HMRC clawbacks disproportionately hit smaller firms

HMRC form

HM Revenue and Customs recovered a record £3.9 billion in extra VAT from compliance investigations into smaller businesses over the last year, marking a 10% increase on the previous 12 months.

According to analysis from UHY Hacker and Young, the level of additional VAT from HMRC probes into small businesses has almost doubled in three years from £2.2 billion in 2010/11.

Small companies now feel they are in the firing line over tax avoidance, the firm said.

 “HMRC has taken an increasingly hard line over the last year in its attempts to increase tax receipts, so more and more small businesses in particular are finding themselves facing investigation over VAT arrangements that have long been accepted by the tax authority,” said Simon Newark, a partner at UHY Hacker Young.

“Unfortunately, the law is heavily weighted in HMRC’s favour,” he added. “Once they make a decision it is irrelevant if the decision is right, wrong or even unlawful. Unless the taxpayer challenges it, the decision will be enforced by the full might of the State with bailiffs if necessary.”

Newark believes that the cost of challenging demands for extra VAT through the courts can be prohibitive for a lot of small businesses, and many will simply decide it’s simpler and more cost effective  to write a cheque to HMRC, even for incorrect demands.

When actually forced to argue its case in court, HMRC has had mixed results. The tax authority failed in its attempt to slash the amount of VAT that self-storage businesses were allowed to reclaim.  Lok’n Store, successfully argued that it should be able to reclaim 99.9% of the VAT it pays, because this is the percentage of its floor space that used for storage. Afterwards, HMRC announced its intention to ignore the court ruling not only when VAT is reclaimed by other self-storage businesses, but also in VAT cases in general.

Last year HMRC argued that sales of Glasses Direct spectacles were not accompanied by medical dispensing services like those given in a brick and mortar store, therefore the company should be liable to pay VAT on the full value of the goods without any exemptions.
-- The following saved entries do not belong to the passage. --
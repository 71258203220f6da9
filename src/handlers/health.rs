use axum::{http::StatusCode, Json};

#[derive(serde::Serialize)]
pub struct HealthResponse {
    status: &'static str,
}

/// Responds with the health status of the server.
///
/// All state is in memory, so a running server is a healthy one.
///
/// # Responses
/// - `200 OK` with `{ "status": "ok" }`
pub async fn health_check() -> (StatusCode, Json<HealthResponse>) {
    (StatusCode::OK, Json(HealthResponse { status: "ok" }))
}
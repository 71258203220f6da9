//! Prometheus metrics implementation.
//!
//! Concrete implementation of the `Metrics` trait on top of the global
//! `metrics` crate registry. Counter and histogram helpers live in
//! `counters.rs`; the single global `PrometheusHandle` lives in
//! `recorder.rs` and renders everything in Prometheus text format.

use crate::domain::Metrics;
use std::time::Instant;

/// Prometheus-based metrics implementation.
///
/// Empty because all metrics are registered globally through the
/// `counter!()` and `histogram!()` macros.
pub struct PrometheusMetrics {
    // Empty - uses global metrics registry pattern
}

impl PrometheusMetrics {
    pub fn new() -> Self {
        tracing::info!("Creating Prometheus metrics");
        PrometheusMetrics {}
    }
}

impl Metrics for PrometheusMetrics {
    fn render(&self) -> String {
        super::render_metrics()
    }

    fn record_user_registered(&self) {
        super::increment_users_registered();
    }

    fn record_session_created(&self) {
        super::increment_sessions_created();
    }

    fn record_token_rotated(&self) {
        super::increment_tokens_rotated();
    }

    fn record_attendance_marked(&self) {
        super::increment_attendance_marked();
    }

    fn record_attendance_rejected(&self, reason: &'static str) {
        tracing::debug!("Recording rejected attendance: {}", reason);
        super::increment_attendance_rejected(reason);
    }

    fn record_sessions_swept(&self, count: usize) {
        super::increment_sessions_swept(count);
    }

    fn record_http_request(&self, start: Instant, path: &str, method: &str, status: u16) {
        super::track_http_request(start, path, method, status);
    }
}
//! Argon2id hashing of user secrets.
//!
//! Hashing is CPU-bound, so both operations run on the blocking pool.

use anyhow::{anyhow, Context, Result};
use argon2::{
    password_hash::{rand_core::OsRng, SaltString},
    Argon2, PasswordHash, PasswordHasher, PasswordVerifier,
};

use crate::domain::CredentialHasher;

/// Salted one-way hasher producing PHC strings (`$argon2id$...`).
#[derive(Default, Clone)]
pub struct Argon2Hasher {
    // ---
    hasher: Argon2<'static>,
}

#[async_trait::async_trait]
impl CredentialHasher for Argon2Hasher {
    // ---
    async fn hash_secret(&self, secret: &str) -> Result<String> {
        // ---
        let secret = secret.to_owned();
        let hasher = self.hasher.clone();

        tokio::task::spawn_blocking(move || {
            let salt = SaltString::generate(&mut OsRng);
            hasher
                .hash_password(secret.as_bytes(), &salt)
                .map(|hash| hash.to_string())
                .map_err(|e| anyhow!("failed to hash secret: {e}"))
        })
        .await
        .context("secret hashing task failed")?
    }

    async fn verify_secret(&self, secret: &str, hashed: &str) -> Result<bool> {
        // ---
        let secret = secret.to_owned();
        let hashed = hashed.to_owned();
        let hasher = self.hasher.clone();

        tokio::task::spawn_blocking(move || {
            let parsed =
                PasswordHash::new(&hashed).map_err(|e| anyhow!("malformed secret hash: {e}"))?;
            Ok(hasher.verify_password(secret.as_bytes(), &parsed).is_ok())
        })
        .await
        .context("secret verification task failed")?
    }
}
use std::sync::Arc;
use std::time::Instant;

/// Abstraction for application metrics (counters, histograms).
pub trait Metrics: Send + Sync + 'static {
    // ---
    /// Render current metrics in Prometheus text format.
    fn render(&self) -> String;

    /// Record a successful registration.
    fn record_user_registered(&self);

    /// Record a new attendance session.
    fn record_session_created(&self);

    /// Record a token rotation.
    fn record_token_rotated(&self);

    /// Record a student being added to an attendance set.
    fn record_attendance_marked(&self);

    /// Record a refused attendance attempt, labelled by reason.
    fn record_attendance_rejected(&self, reason: &'static str);

    /// Record idle sessions removed by the sweeper.
    fn record_sessions_swept(&self, count: usize);

    /// Record HTTP request duration and labels.
    fn record_http_request(&self, start: Instant, path: &str, method: &str, status: u16);
}

/// Type alias for any backend that implements Metrics.
pub type MetricsPtr = Arc<dyn Metrics>;
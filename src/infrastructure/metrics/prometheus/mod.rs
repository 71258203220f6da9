mod counters;
mod prometheus_metrics;
mod recorder;

pub use prometheus_metrics::PrometheusMetrics;
use std::sync::Arc;

// Re-export utilities for internal use within this module
pub(crate) use counters::*;
pub(crate) use recorder::{init_metrics, render_metrics};

/// Creates a new Prometheus metrics implementation.
///
/// Installs the global recorder on first use; the collected metrics are
/// exposed through the `/metrics` endpoint.
pub fn create() -> anyhow::Result<crate::domain::MetricsPtr> {
    tracing::info!("Initializing Prometheus metrics");
    init_metrics()?;

    Ok(Arc::new(PrometheusMetrics::new()))
}
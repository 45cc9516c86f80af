//! Turns "the user is looking at item I of N" into "fetch page P".
//!
//! Layout passes may report the same position many times; a page is only
//! requested once per distinct item count seen at the end of the list.

use tokio::sync::mpsc::UnboundedSender;

/// A request to load `page`.
#[derive(Debug, Clone, Copy, PartialEq, Eq)]
pub struct PageRequest {
    pub page: u32,
}

#[derive(Debug, Clone, Copy, PartialEq, Eq)]
pub enum PaginatorState {
    Unset,
    AtPage(u32),
}

#[derive(Debug)]
pub struct Paginator {
    state: PaginatorState,
    previous_item_count: Option<usize>,
    observer: Option<UnboundedSender<PageRequest>>,
}

impl Default for Paginator {
    fn default() -> Self { Self::new() }
}

impl Paginator {
    pub fn new() -> Self {
        Self { state: PaginatorState::Unset, previous_item_count: None, observer: None }
    }

    pub fn state(&self) -> PaginatorState { self.state }

    pub fn current_page(&self) -> Option<u32> {
        match self.state {
            PaginatorState::Unset => None,
            PaginatorState::AtPage(p) => Some(p),
        }
    }

    /// Attach an observer. If a page is already set it is replayed right away.
    pub fn bind(&mut self, observer: UnboundedSender<PageRequest>) {
        if let Some(page) = self.current_page() {
            let _ = observer.send(PageRequest { page });
        }
        self.observer = Some(observer);
    }

    /// Back to page 0. Always emits.
    pub fn reset(&mut self) -> PageRequest {
        self.state = PaginatorState::AtPage(0);
        self.previous_item_count = None;
        self.emit(0)
    }

    /// `last_visible` is `None` when nothing is on screen yet. Emits only when
    /// the last known item is visible and the count differs from the last
    /// count that triggered a page.
    pub fn observe(&mut self, last_visible: Option<usize>, total_items: usize) -> Option<PageRequest> {
        if last_visible != total_items.checked_sub(1) {
            return None;
        }
        if self.previous_item_count == Some(total_items) {
            return None;
        }
        let next = match self.state {
            PaginatorState::Unset => 0,
            PaginatorState::AtPage(p) => p + 1,
        };
        self.state = PaginatorState::AtPage(next);
        self.previous_item_count = Some(total_items);
        Some(self.emit(next))
    }

    fn emit(&mut self, page: u32) -> PageRequest {
        let req = PageRequest { page };
        if let Some(tx) = &self.observer {
            if tx.send(req).is_err() {
                // receiver gone
                self.observer = None;
            }
        }
        req
    }
}

#[cfg(test)]
mod tests {
    use super::*;
    use tokio::sync::mpsc;

    fn drain(rx: &mut mpsc::UnboundedReceiver<PageRequest>) -> Vec<u32> {
        let mut out = Vec::new();
        while let Ok(r) = rx.try_recv() { out.push(r.page); }
        out
    }

    #[test]
    fn reset_always_emits_page_zero() {
        let (tx, mut rx) = mpsc::unbounded_channel();
        let mut p = Paginator::new();
        p.bind(tx);
        assert_eq!(p.reset(), PageRequest { page: 0 });
        p.observe(Some(9), 10);
        p.observe(Some(19), 20);
        assert_eq!(p.current_page(), Some(2));
        p.reset();
        assert_eq!(p.current_page(), Some(0));
        assert_eq!(drain(&mut rx), vec![0, 1, 2, 0]);
    }

    #[test]
    fn repeated_observations_at_same_count_emit_once() {
        let (tx, mut rx) = mpsc::unbounded_channel();
        let mut p = Paginator::new();
        p.bind(tx);
        p.reset();
        for _ in 0..5 {
            p.observe(Some(9), 10);
        }
        assert_eq!(drain(&mut rx), vec![0, 1]);
    }

    #[test]
    fn only_the_last_item_triggers() {
        let mut p = Paginator::new();
        p.reset();
        assert_eq!(p.observe(Some(3), 10), None);
        assert_eq!(p.observe(None, 10), None);
        assert_eq!(p.observe(Some(10), 10), None);
        assert_eq!(p.observe(Some(9), 10), Some(PageRequest { page: 1 }));
        assert_eq!(p.observe(Some(14), 15), Some(PageRequest { page: 2 }));
    }

    #[test]
    fn empty_list_bootstraps_from_unset() {
        let mut p = Paginator::new();
        assert_eq!(p.state(), PaginatorState::Unset);
        assert_eq!(p.observe(None, 0), Some(PageRequest { page: 0 }));
        assert_eq!(p.observe(None, 0), None);
    }

    #[test]
    fn binding_replays_current_page() {
        let mut p = Paginator::new();
        let (tx, mut rx) = mpsc::unbounded_channel();
        p.bind(tx);
        assert!(drain(&mut rx).is_empty());

        p.reset();
        p.observe(Some(0), 1);
        let (tx, mut rx) = mpsc::unbounded_channel();
        p.bind(tx);
        assert_eq!(drain(&mut rx), vec![1]);
    }
}
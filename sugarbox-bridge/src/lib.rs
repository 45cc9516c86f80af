//! Flutter bridge for the SugarBox home screen.
//! Exposes a thin wrapper around one home view model suitable for flutter_rust_bridge.

use std::path::PathBuf;
use std::sync::{Arc, Mutex};

use anyhow::Result;
use flutter_rust_bridge::frb;
use sugarbox::prelude::*;
use tokio::sync::mpsc::UnboundedReceiver;

/// Dart-friendly mirror of [`HomeStatus`].
#[derive(Debug, Clone, PartialEq, Eq)]
pub enum HomeEvent {
    Reset,
    FetchingPage { page: u32 },
    Fetched,
    Empty,
    NoInternet,
    Failed,
}

impl From<HomeStatus> for HomeEvent {
    fn from(s: HomeStatus) -> Self {
        match s {
            HomeStatus::Reset => HomeEvent::Reset,
            HomeStatus::FetchingPage(page) => HomeEvent::FetchingPage { page },
            HomeStatus::Fetched => HomeEvent::Fetched,
            HomeStatus::Empty => HomeEvent::Empty,
            HomeStatus::Failed(RepositoryError::NoInternet) => HomeEvent::NoInternet,
            HomeStatus::Failed(RepositoryError::Unknown) => HomeEvent::Failed,
        }
    }
}

#[frb(opaque)]
pub struct SugarBoxBridge {
    app: Arc<SugarBox>,
    // view model calls are short and synchronous
    home: Mutex<HomeViewModel>,
    status: tokio::sync::Mutex<UnboundedReceiver<HomeStatus>>,
}

impl SugarBoxBridge {
    /// Build the library from an optional TOML config path and open the home screen.
    pub fn new(config_path: Option<String>) -> Result<Self> {
        let config = Config::load(config_path.map(PathBuf::from).as_deref())?;
        let app = SugarBox::new(config)?;
        let (home, status) = app.home_view_model()?;
        Ok(Self { app: Arc::new(app), home: Mutex::new(home), status: tokio::sync::Mutex::new(status) })
    }

    pub fn reset(&self) {
        self.home.lock().unwrap_or_else(|e| e.into_inner()).reset();
    }

    /// `last_visible` is -1 when nothing is on screen.
    pub fn viewing_item(&self, last_visible: i64, total_items: u32) {
        let last = usize::try_from(last_visible).ok();
        self.home.lock().unwrap_or_else(|e| e.into_inner()).viewing_item(last, total_items as usize);
    }

    /// Next status change; `None` once the view model is gone.
    pub async fn next_status(&self) -> Option<HomeEvent> {
        self.status.lock().await.recv().await.map(HomeEvent::from)
    }

    #[frb(sync)]
    pub fn row_count(&self) -> u32 { self.with_home(|h| h.row_count() as u32) }

    #[frb(sync)]
    pub fn is_carousel(&self, row: i64) -> bool {
        self.with_home(|h| h.section_kind(row as isize) == Some(HomeSection::Carousel))
    }

    #[frb(sync)]
    pub fn rail_title(&self, row: i64) -> String { self.with_home(|h| h.rail(row as isize).title) }

    #[frb(sync)]
    pub fn rail_assets(&self, row: i64) -> Vec<String> { self.with_home(|h| h.rail(row as isize).assets) }

    #[frb(sync)]
    pub fn carousel_assets(&self, row: i64) -> Vec<String> { self.with_home(|h| h.carousel_assets(row as isize)) }

    /// Image bytes for an asset source path; cache first, then network.
    pub async fn load_image(&self, source_path: String) -> Option<Vec<u8>> {
        self.app.load_image(&source_path).await.map(|d| d.to_vec())
    }

    pub fn clear_image_cache(&self) -> Result<u64> { Ok(self.app.image_cache().clear()?) }

    fn with_home<R>(&self, f: impl FnOnce(&HomeViewModel) -> R) -> R {
        f(&self.home.lock().unwrap_or_else(|e| e.into_inner()))
    }
}

#[cfg(test)]
mod tests {
    use super::*;

    #[test]
    fn status_mirror_keeps_the_offline_case_apart() {
        assert_eq!(HomeEvent::from(HomeStatus::Failed(RepositoryError::NoInternet)), HomeEvent::NoInternet);
        assert_eq!(HomeEvent::from(HomeStatus::Failed(RepositoryError::Unknown)), HomeEvent::Failed);
        assert_eq!(HomeEvent::from(HomeStatus::FetchingPage(3)), HomeEvent::FetchingPage { page: 3 });
    }
}
//! Two-tier (memory + disk) image cache with lazy expiration.
//!
//! Reads check memory, then disk; an entry older than the expiration window
//! is removed from both tiers on the read that notices it. Fetches hit the
//! network only on a miss and share one request per URL.

use std::collections::HashMap;
use std::sync::Arc;
use std::time::SystemTime;

use anyhow::Result;
use parking_lot::{Mutex, RwLock};
use sha2::{Digest, Sha256};
use tokio::sync::oneshot;
use tracing::{debug, warn};

use crate::config::{Config, ExpirationPolicy};
use crate::error::CacheError;
use crate::storage::{BlobStore, DiskStore};

pub type ImageData = Arc<[u8]>;

/// Disk key for a URL: hex SHA-256 of the whole URL.
pub fn cache_key(url: &str) -> String {
    Sha256::digest(url.as_bytes()).iter().map(|b| format!("{b:02x}")).collect()
}

#[derive(Debug, Clone)]
struct MemoryEntry {
    data: ImageData,
    written: SystemTime,
}

type Waiters = HashMap<String, Vec<oneshot::Sender<Option<ImageData>>>>;

pub struct ImageCache {
    http: reqwest::Client,
    memory: RwLock<HashMap<String, MemoryEntry>>,
    disk: Arc<dyn BlobStore>,
    expiration: ExpirationPolicy,
    in_flight: Mutex<Waiters>,
}

impl ImageCache {
    pub fn new(http: reqwest::Client, disk: Arc<dyn BlobStore>, expiration: ExpirationPolicy) -> Self {
        Self { http, memory: RwLock::new(HashMap::new()), disk, expiration, in_flight: Mutex::new(HashMap::new()) }
    }

    pub fn from_config(cfg: &Config, http: reqwest::Client) -> Result<Self> {
        let dir = cfg.image_cache_dir()?;
        debug!(dir = %dir.display(), "image cache directory");
        Ok(Self::new(http, Arc::new(DiskStore::new(dir)), cfg.expiration()))
    }

    pub fn expiration(&self) -> ExpirationPolicy { self.expiration }

    /// Cached bytes for `url`, without touching the network.
    pub fn get(&self, url: &str) -> Option<ImageData> {
        let now = SystemTime::now();
        let cached = self.memory.read().get(url).cloned();
        if let Some(entry) = cached {
            if self.is_expired(entry.written, now) {
                debug!(%url, "memory entry expired");
                self.evict(url);
                return None;
            }
            return Some(entry.data);
        }

        match self.disk.read(&cache_key(url)) {
            Ok(Some(blob)) => {
                if self.is_expired(blob.modified, now) {
                    debug!(%url, "disk entry expired");
                    self.evict(url);
                    return None;
                }
                let data: ImageData = Arc::from(blob.bytes);
                // Keep the disk timestamp so both tiers expire together.
                self.memory.write().insert(url.to_string(), MemoryEntry { data: data.clone(), written: blob.modified });
                Some(data)
            }
            Ok(None) => None,
            Err(e) => {
                warn!(%url, error = %e, "disk cache read failed");
                None
            }
        }
    }

    /// Cached bytes, or a network fetch that populates both tiers.
    /// `None` when the download fails or the payload is not an image.
    pub async fn fetch(&self, url: &str) -> Option<ImageData> {
        if let Some(hit) = self.get(url) {
            return Some(hit);
        }

        let follower = {
            let mut in_flight = self.in_flight.lock();
            match in_flight.get_mut(url) {
                Some(waiters) => {
                    let (tx, rx) = oneshot::channel();
                    waiters.push(tx);
                    Some(rx)
                }
                None => {
                    in_flight.insert(url.to_string(), Vec::new());
                    None
                }
            }
        };
        if let Some(rx) = follower {
            debug!(%url, "joining in-flight fetch");
            return rx.await.ok().flatten();
        }

        let mut flight = Flight { waiters: &self.in_flight, url, result: None };
        let data = self.download(url).await;
        if let Some(d) = &data {
            self.remember(url, d.clone());
            self.persist(url, d.clone()).await;
        }
        flight.result = data.clone();
        data
    }

    /// Store `data` for `url`. Memory always succeeds; disk is best effort.
    pub fn insert(&self, url: &str, data: ImageData) {
        self.remember(url, data.clone());
        if let Err(e) = self.disk.write(&cache_key(url), &data) {
            warn!(%url, error = %e, "disk cache write failed; serving from memory");
        }
    }

    /// Drop the memory tier only.
    pub fn purge_memory(&self) { self.memory.write().clear(); }

    /// Drop both tiers. Returns the number of disk entries removed.
    pub fn clear(&self) -> Result<u64, CacheError> {
        self.purge_memory();
        self.disk.clear()
    }

    fn remember(&self, url: &str, data: ImageData) {
        self.memory.write().insert(url.to_string(), MemoryEntry { data, written: SystemTime::now() });
    }

    // Disk write for the async path, kept off the runtime's worker threads.
    async fn persist(&self, url: &str, data: ImageData) {
        let disk = self.disk.clone();
        let key = cache_key(url);
        match tokio::task::spawn_blocking(move || disk.write(&key, &data)).await {
            Ok(Ok(())) => {}
            Ok(Err(e)) => warn!(%url, error = %e, "disk cache write failed; serving from memory"),
            Err(e) => warn!(%url, error = %e, "disk cache write task failed"),
        }
    }

    fn is_expired(&self, written: SystemTime, now: SystemTime) -> bool {
        // A timestamp in the future counts as fresh.
        self.expiration.is_expired(now.duration_since(written).unwrap_or_default())
    }

    fn evict(&self, url: &str) {
        self.memory.write().remove(url);
        if let Err(e) = self.disk.remove(&cache_key(url)) {
            warn!(%url, error = %e, "failed to remove expired disk entry");
        }
    }

    async fn download(&self, url: &str) -> Option<ImageData> {
        let resp = match self.http.get(url).send().await {
            Ok(r) => r,
            Err(e) => { warn!(%url, error = %e, "image request failed"); return None; }
        };
        if !resp.status().is_success() {
            warn!(%url, status = %resp.status(), "image request rejected");
            return None;
        }
        let bytes = match resp.bytes().await {
            Ok(b) => b,
            Err(e) => { warn!(%url, error = %e, "image body failed"); return None; }
        };
        if image::guess_format(&bytes).is_err() {
            debug!(%url, len = bytes.len(), "payload is not a recognised image");
            return None;
        }
        Some(Arc::from(bytes.as_ref()))
    }
}

// Releases followers when the leading fetch completes or is dropped.
struct Flight<'a> {
    waiters: &'a Mutex<Waiters>,
    url: &'a str,
    result: Option<ImageData>,
}

impl Drop for Flight<'_> {
    fn drop(&mut self) {
        if let Some(waiters) = self.waiters.lock().remove(self.url) {
            for tx in waiters {
                let _ = tx.send(self.result.clone());
            }
        }
    }
}
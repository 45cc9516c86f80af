use async_trait::async_trait;
use std::sync::atomic::{AtomicBool, AtomicUsize, Ordering};
use std::time::Duration;
use tokio::net::TcpStream;
use tracing::debug;
use url::Url;

/// One-shot "is there a route to the internet" signal, consumed once per fetch.
#[async_trait]
pub trait Reachability: Send + Sync {
    async fn is_reachable(&self) -> bool;
}

/// Probes by opening (and immediately dropping) a TCP connection to the API host.
#[derive(Debug, Clone)]
pub struct TcpReachability {
    addr: String,
    timeout: Duration,
}

impl TcpReachability {
    pub fn for_url(url: &Url, timeout: Duration) -> Option<Self> {
        let host = url.host_str()?;
        let port = url.port_or_known_default()?;
        Some(Self { addr: format!("{host}:{port}"), timeout })
    }
}

#[async_trait]
impl Reachability for TcpReachability {
    async fn is_reachable(&self) -> bool {
        match tokio::time::timeout(self.timeout, TcpStream::connect(&self.addr)).await {
            Ok(Ok(_)) => true,
            Ok(Err(e)) => { debug!(addr = %self.addr, error = %e, "reachability probe failed"); false }
            Err(_) => { debug!(addr = %self.addr, "reachability probe timed out"); false }
        }
    }
}

/// Fixed answer, for embedders that track connectivity themselves and for tests.
#[derive(Debug, Default)]
pub struct StaticReachability {
    online: AtomicBool,
    probes: AtomicUsize,
}

impl StaticReachability {
    pub fn new(online: bool) -> Self { Self { online: AtomicBool::new(online), probes: AtomicUsize::new(0) } }
    pub fn set_online(&self, online: bool) { self.online.store(online, Ordering::SeqCst) }
    /// Number of times the signal has been consumed.
    pub fn probes(&self) -> usize { self.probes.load(Ordering::SeqCst) }
}

#[async_trait]
impl Reachability for StaticReachability {
    async fn is_reachable(&self) -> bool {
        self.probes.fetch_add(1, Ordering::SeqCst);
        self.online.load(Ordering::SeqCst)
    }
}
The first-tier tax tribunal disagreed.

“The belief voiced by many businesses facing these challenges is that HMRC has gone through all the obvious, high-value tax avoidance targets and often met with resistance or the likelihood of expensive court cases being drawn out for years,” Newark said.

“They are worried that HMRC is hoping to achieve some easy results by targeting smaller businesses using novel arguments against VAT treatments that have been accepted for years.”